The prevalence of procedural components from Iwata et al. (1982/1994a) was not reported in previously conducted reviews (Beavers et al., 2013; Hanley et al., 2003). Although Jessel et al. (2016) described these components as being integral to the frequently replicated procedures of Iwata et al. (1982/1994a), the extent to which these components have become more or less prominent over time is not clear. A better understanding of these trends is important for determining whether a standardization of functional analysis procedures has occurred. The purpose of this study therefore was to evaluate the representation of these five components in the published functional analysis literature and to begin to understand the extent to which the Iwata et al. procedures have become the conventional approach to functional analysis of problem behavior. The advantages of standardizing general behavioral practices and specific procedures relies on the premise that the general practice or specific procedures are effective. We discuss the obtained outcomes in the context of recent research evaluating the relative effectiveness of different functional analysis formats and consider further research required to determine whether standardization of a general approach or specific procedures is warranted.

Articles included in the current review were obtained from the reference lists provided by Hanley et al. (2003) and Beavers et al. (2013). Hanley et al. contained analyses from 1965 to 2000, whereas Beavers et al. contained analyses from 2001 to 2012. In addition, we collected articles from 2013 to 2016 using similar search methods and meeting the same inclusion criteria hereafter described.

To obtain the articles from 2013 to 2016, the first and third authors independently conducted a search of the published literature using PsycINFO and ERIC with the search terms functional analysis and behavioral assessment. Had an article been found by one author and not the other, the two would have discussed the variability in findings and modified the search methods accordingly. However, the same articles were found by both authors. In addition, the first author conducted a more thorough hand search of the issues of the Journal of Applied Behavior Analysis, Behavioral Interventions, and Behavior Modification.

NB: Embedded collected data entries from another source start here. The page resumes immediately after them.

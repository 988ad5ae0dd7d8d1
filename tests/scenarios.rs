//! End-to-end scenarios against the public `ClientLeafSystem` surface: one
//! test per literal scenario.

use cgmath::Vector3;
use leafsys::{
    BspQuery, ClientLeafSystem, DetailObjectSystem, EngineQueries, ModelKind, ReceiverKind, RenderFlags, RenderGroup, RenderGroupRequest,
    RenderableCaps, SetupRenderInfo, ShadowFlags, ShadowManager,
};
use std::sync::{Arc, Mutex};

/// A fixed table of named leaf boxes; `enumerate_leaves_in_box` reports
/// every leaf whose box overlaps the query.
struct LeafTable {
    boxes: Vec<(usize, Vector3<f32>, Vector3<f32>)>,
}

impl BspQuery for LeafTable {
    fn enumerate_leaves_in_box(&self, min: Vector3<f32>, max: Vector3<f32>, visit: &mut dyn FnMut(usize)) {
        for &(leaf, lmin, lmax) in &self.boxes {
            let overlaps = min.x <= lmax.x && max.x >= lmin.x && min.y <= lmax.y && max.y >= lmin.y && min.z <= lmax.z && max.z >= lmin.z;
            if overlaps {
                visit(leaf);
            }
        }
    }
}

struct TestEngine {
    leaf_count: usize,
}

impl EngineQueries for TestEngine {
    fn leaf_count(&self) -> usize {
        self.leaf_count
    }
    fn cull_box(&self, _min: Vector3<f32>, _max: Vector3<f32>) -> bool {
        false
    }
    fn is_occluded(&self, _min: Vector3<f32>, _max: Vector3<f32>) -> bool {
        false
    }
    fn does_box_touch_area_frustum(&self, _min: Vector3<f32>, _max: Vector3<f32>, _area: i32) -> bool {
        true
    }
    fn get_leaves_area(&self, leaves: &[usize]) -> i32 {
        if leaves.len() == 1 {
            leaves[0] as i32
        } else {
            -1
        }
    }
    fn are_any_leaves_visible(&self, leaves: &[usize]) -> bool {
        !leaves.is_empty()
    }
}

struct RecordingShadowManager {
    calls: Mutex<Vec<(u32, ReceiverKind)>>,
}

impl RecordingShadowManager {
    fn new() -> Self {
        RecordingShadowManager { calls: Mutex::new(Vec::new()) }
    }
}

impl ShadowManager for RecordingShadowManager {
    fn add_shadow_to_receiver(&self, shadow: u32, _renderable: Arc<dyn RenderableCaps>, receiver_kind: ReceiverKind) {
        self.calls.lock().unwrap().push((shadow, receiver_kind));
    }
    fn remove_all_shadows_from_receiver(&self, _renderable: Arc<dyn RenderableCaps>, _receiver_kind: ReceiverKind) {}
}

struct NoDetailObjects;

impl DetailObjectSystem for NoDetailObjects {
    fn get_detail_model(&self, _index: u32) -> Option<Arc<dyn RenderableCaps>> {
        None
    }
}

struct Prop {
    origin: Mutex<Vector3<f32>>,
    half_extent: f32,
    transparent: bool,
    two_pass: bool,
    alpha: Mutex<u8>,
    static_prop: bool,
}

impl Prop {
    fn at(origin: Vector3<f32>, half_extent: f32) -> Self {
        Prop {
            origin: Mutex::new(origin),
            half_extent,
            transparent: false,
            two_pass: false,
            alpha: Mutex::new(255),
            static_prop: false,
        }
    }

    fn move_by(&self, delta: Vector3<f32>) {
        *self.origin.lock().unwrap() += delta;
    }
}

impl RenderableCaps for Prop {
    fn render_bounds(&self) -> (Vector3<f32>, Vector3<f32>) {
        let h = Vector3::new(self.half_extent, self.half_extent, self.half_extent);
        (-h, h)
    }
    fn render_bounds_worldspace(&self) -> (Vector3<f32>, Vector3<f32>) {
        let (min, max) = self.render_bounds();
        let origin = *self.origin.lock().unwrap();
        (min + origin, max + origin)
    }
    fn render_origin(&self) -> Vector3<f32> {
        *self.origin.lock().unwrap()
    }
    fn render_angles(&self) -> Vector3<f32> {
        Vector3::new(0.0, 0.0, 0.0)
    }
    fn is_transparent(&self) -> bool {
        self.transparent
    }
    fn is_two_pass(&self) -> bool {
        self.two_pass
    }
    fn model_kind(&self) -> ModelKind {
        ModelKind::Studio
    }
    fn fx_blend(&self) -> u8 {
        *self.alpha.lock().unwrap()
    }
    fn compute_fx_blend(&self) -> u8 {
        self.fx_blend()
    }
    fn should_receive_projected_textures(&self, _flags_mask: u32) -> bool {
        true
    }
    fn is_static_prop(&self) -> bool {
        self.static_prop
    }
}

fn harness(boxes: Vec<(usize, Vector3<f32>, Vector3<f32>)>, leaf_count: usize) -> (ClientLeafSystem, Arc<RecordingShadowManager>) {
    let bsp = Arc::new(LeafTable { boxes });
    let engine = Arc::new(TestEngine { leaf_count });
    let shadow_manager = Arc::new(RecordingShadowManager::new());
    let detail_objects = Arc::new(NoDetailObjects);

    let mut leafsys = ClientLeafSystem::new(bsp, engine, shadow_manager.clone(), detail_objects);
    leafsys.level_init_pre_entity();
    (leafsys, shadow_manager)
}

#[test]
fn static_prop_in_one_leaf() {
    let (mut leafsys, _manager) = harness(vec![(7, Vector3::new(-1000.0, -1000.0, -1000.0), Vector3::new(1000.0, 1000.0, 1000.0))], 8);

    let prop = Arc::new(Prop::at(Vector3::new(0.0, 0.0, 0.0), 10.0));
    let handle = leafsys.create_renderable_handle(prop, true);
    leafsys.renderable_changed(handle);
    leafsys.compute_all_bounds();
    leafsys.recompute_renderable_leaves();

    let leaves = leafsys.get_renderable_leaves(handle).unwrap();
    assert_eq!(leaves, vec![7]);
}

#[test]
fn moving_object_crosses_a_portal() {
    let (mut leafsys, manager) = harness(
        vec![
            (3, Vector3::new(-1000.0, -1000.0, -1000.0), Vector3::new(40.0, 1000.0, 1000.0)),
            (5, Vector3::new(40.0, -1000.0, -1000.0), Vector3::new(1000.0, 1000.0, 1000.0)),
        ],
        8,
    );

    let prop = Arc::new(Prop::at(Vector3::new(0.0, 0.0, 0.0), 10.0));
    let handle = leafsys.add_renderable(prop.clone(), RenderGroupRequest::OpaqueEntity);
    leafsys.compute_all_bounds();
    leafsys.recompute_renderable_leaves();
    assert_eq!(leafsys.get_renderable_leaves(handle).unwrap(), vec![3]);

    let shadow = leafsys.add_shadow(99, ShadowFlags::SHADOW);
    leafsys.project_shadow(shadow, &[3, 5]);
    assert_eq!(manager.calls.lock().unwrap().len(), 1);

    prop.move_by(Vector3::new(64.0, 0.0, 0.0));
    leafsys.renderable_changed(handle);
    leafsys.recompute_renderable_leaves();

    let mut leaves = leafsys.get_renderable_leaves(handle).unwrap();
    leaves.sort();
    assert_eq!(leaves, vec![3, 5]);

    leafsys.project_shadow(shadow, &leaves);
    assert_eq!(manager.calls.lock().unwrap().len(), 2);
}

#[test]
fn translucent_on_leaf_boundary_with_alternate_sorting() {
    let (mut leafsys, _manager) = harness(
        vec![
            (3, Vector3::new(-1000.0, -1000.0, -1000.0), Vector3::new(1000.0, 1000.0, 1000.0)),
            (5, Vector3::new(-1000.0, -1000.0, -1000.0), Vector3::new(1000.0, 1000.0, 1000.0)),
            (7, Vector3::new(-1000.0, -1000.0, -1000.0), Vector3::new(1000.0, 1000.0, 1000.0)),
        ],
        8,
    );

    let mut prop = Prop::at(Vector3::new(0.0, 0.0, 0.0), 10.0);
    prop.transparent = true;
    let prop = Arc::new(prop);
    let handle = leafsys.add_renderable(prop, RenderGroupRequest::TranslucentEntity);
    leafsys.compute_all_bounds();
    leafsys.recompute_renderable_leaves();

    let visible = vec![3usize, 5, 7];
    let info = SetupRenderInfo {
        visible_leaves: &visible,
        render_origin: Vector3::new(0.0, 0.0, 0.0),
        render_forward: Vector3::new(1.0, 0.0, 0.0),
        render_frame: 1,
        detail_build_frame: 1,
        draw_translucent: true,
        draw_detail: false,
        draw_static_props: true,
        portal_test_ents: false,
    };

    leafsys.compute_translucent_render_leaf(&visible, 1, 0);
    let mut lists = leafsys.new_render_lists();
    leafsys.build_renderables_list(&info, &mut lists);
    let translucent: Vec<_> = lists.group(RenderGroup::TranslucentEntity).iter().filter(|e| e.handle == Some(handle)).collect();
    assert_eq!(translucent.len(), 1);
    assert_eq!(translucent[0].world_list_leaf_index, 0); // leaf 3, default sorting

    leafsys.enable_alternate_sorting(handle, true);
    leafsys.compute_translucent_render_leaf(&visible, 2, 0);
    let mut lists = leafsys.new_render_lists();
    let info = SetupRenderInfo { render_frame: 2, ..info };
    leafsys.build_renderables_list(&info, &mut lists);
    let translucent: Vec<_> = lists.group(RenderGroup::TranslucentEntity).iter().filter(|e| e.handle == Some(handle)).collect();
    assert_eq!(translucent.len(), 1);
    assert_eq!(translucent[0].world_list_leaf_index, 2); // leaf 7, alternate sorting
}

#[test]
fn two_pass_translucent_static_prop_alpha_255() {
    let (mut leafsys, _manager) = harness(vec![(7, Vector3::new(-1000.0, -1000.0, -1000.0), Vector3::new(1000.0, 1000.0, 1000.0))], 8);

    let mut prop = Prop::at(Vector3::new(0.0, 0.0, 0.0), 110.0);
    prop.transparent = true;
    prop.two_pass = true;
    prop.static_prop = true;
    let prop = Arc::new(prop);
    let handle = leafsys.create_renderable_handle(prop, true);
    leafsys.renderable_changed(handle);
    leafsys.compute_all_bounds();
    leafsys.recompute_renderable_leaves();

    let visible = vec![7usize];
    let info = SetupRenderInfo {
        visible_leaves: &visible,
        render_origin: Vector3::new(0.0, 0.0, 0.0),
        render_forward: Vector3::new(1.0, 0.0, 0.0),
        render_frame: 1,
        detail_build_frame: 1,
        draw_translucent: true,
        draw_detail: false,
        draw_static_props: true,
        portal_test_ents: false,
    };
    leafsys.compute_translucent_render_leaf(&visible, 1, 0);
    let mut lists = leafsys.new_render_lists();
    leafsys.build_renderables_list(&info, &mut lists);

    let translucent_hits = lists.group(RenderGroup::TranslucentEntity).iter().filter(|e| e.handle == Some(handle)).count();
    assert_eq!(translucent_hits, 1);

    let huge_hits = lists.group(RenderGroup::OpaqueStaticHuge).iter().filter(|e| e.handle == Some(handle)).count();
    assert_eq!(huge_hits, 1);
}

#[test]
fn shadow_projected_onto_three_leaves_receiver_straddles_two() {
    let (mut leafsys, manager) = harness(
        vec![
            (3, Vector3::new(-1000.0, -1000.0, -1000.0), Vector3::new(0.0, 1000.0, 1000.0)),
            (5, Vector3::new(0.0, -1000.0, -1000.0), Vector3::new(1000.0, 1000.0, 1000.0)),
            (7, Vector3::new(2000.0, -1000.0, -1000.0), Vector3::new(3000.0, 1000.0, 1000.0)),
        ],
        8,
    );

    let prop = Arc::new(Prop::at(Vector3::new(0.0, 0.0, 0.0), 10.0));
    let handle = leafsys.add_renderable(prop, RenderGroupRequest::OpaqueEntity);
    leafsys.compute_all_bounds();
    leafsys.recompute_renderable_leaves();

    let mut leaves = leafsys.get_renderable_leaves(handle).unwrap();
    leaves.sort();
    assert_eq!(leaves, vec![3, 5]);

    let shadow = leafsys.add_shadow(7, ShadowFlags::SHADOW);
    leafsys.project_shadow(shadow, &[3, 5, 7]);

    assert_eq!(manager.calls.lock().unwrap().len(), 1);
    assert_eq!(manager.calls.lock().unwrap()[0].0, 7);
}

#[test]
fn renderable_entering_leaf_with_two_distinct_shadows_receives_both() {
    let (mut leafsys, manager) = harness(vec![(3, Vector3::new(-1000.0, -1000.0, -1000.0), Vector3::new(1000.0, 1000.0, 1000.0))], 8);

    let shadow_a = leafsys.add_shadow(1, ShadowFlags::SHADOW);
    let shadow_b = leafsys.add_shadow(2, ShadowFlags::SHADOW);
    leafsys.project_shadow(shadow_a, &[3]);
    leafsys.project_shadow(shadow_b, &[3]);
    assert_eq!(manager.calls.lock().unwrap().len(), 0); // no receivers in the leaf yet

    let prop = Arc::new(Prop::at(Vector3::new(0.0, 0.0, 0.0), 10.0));
    let handle = leafsys.add_renderable(prop, RenderGroupRequest::OpaqueEntity);
    leafsys.compute_all_bounds();
    leafsys.recompute_renderable_leaves();

    assert_eq!(leafsys.get_renderable_leaves(handle).unwrap(), vec![3]);

    let mut ids: Vec<u32> = manager.calls.lock().unwrap().iter().map(|&(id, _)| id).collect();
    ids.sort();
    assert_eq!(ids, vec![1, 2]);
}

#[test]
fn dirty_loop_convergence() {
    let (mut leafsys, _manager) = harness(vec![(3, Vector3::new(-1000.0, -1000.0, -1000.0), Vector3::new(1000.0, 1000.0, 1000.0))], 8);

    let a = Arc::new(Prop::at(Vector3::new(0.0, 0.0, 0.0), 10.0));
    let b = Arc::new(Prop::at(Vector3::new(0.0, 0.0, 0.0), 10.0));
    let handle_a = leafsys.add_renderable(a, RenderGroupRequest::OpaqueEntity);
    let handle_b = leafsys.add_renderable(b, RenderGroupRequest::OpaqueEntity);

    leafsys.compute_all_bounds();
    leafsys.renderable_changed(handle_b);
    leafsys.recompute_renderable_leaves();

    assert!(leafsys.get_renderable_leaves(handle_a).is_some());
    assert!(leafsys.get_renderable_leaves(handle_b).is_some());
}

#[test]
fn renderable_flags_track_model_kind() {
    let prop = Prop::at(Vector3::new(0.0, 0.0, 0.0), 10.0);
    assert_eq!(prop.model_kind(), ModelKind::Studio);
    assert!(!RenderFlags::BRUSH_MODEL.contains(RenderFlags::STUDIO_MODEL));
}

Articles were included, using the original inclusion criteria (Beavers et al., 2013; Hanley et al., 2003), if a pretreatment assessment was conducted with the manipulation of environmental variables and direct observation/measurement of target problem behavior. Additional criteria were added for the purposes of the current review: The article had to include graphic representation of session means or report the number of sessions for each condition, analyses needed to include programmed changes to consequences for problem behavior across conditions (i.e., no antecedent-only analyses), and the analyses needed to include some form of a control condition. We excluded analyses with only a manipulation of antecedent variables from this review because we were interested in determining functional analysis formats attempting to identify the reinforcing contingencies for problem behavior (see Hanley et al., 2003, for further discussion). The published functional analyses that met the inclusion criteria, whether or not they resulted in differentiated outcomes, were reviewed to determine the presence or absence of the five components of the Iwata et al. (1982/1994a) functional analysis.

Each individual functional analysis was evaluated for the presence or absence of the five components (i.e., these components were binary and an analysis could either have the component or the alternative). In some cases, multiple applications of the functional analysis could have been conducted for a single participant. Each application was considered separately and evaluated as its own distinct functional analysis. An application was defined as a single implementation of function analysis procedures without any modifications to the procedures, therapists, or materials that required a reanalysis of functional control.

The first component, multiple test conditions, refers to the inclusion of more than one test condition per analysis. A functional analysis with multiple test conditions can often be identified when problem behavior’s sensitivity to multiple sources of reinforcement are evaluated separately (e.g., attention, escape, tangible, automatic). The alternative is to include a single test condition per analysis.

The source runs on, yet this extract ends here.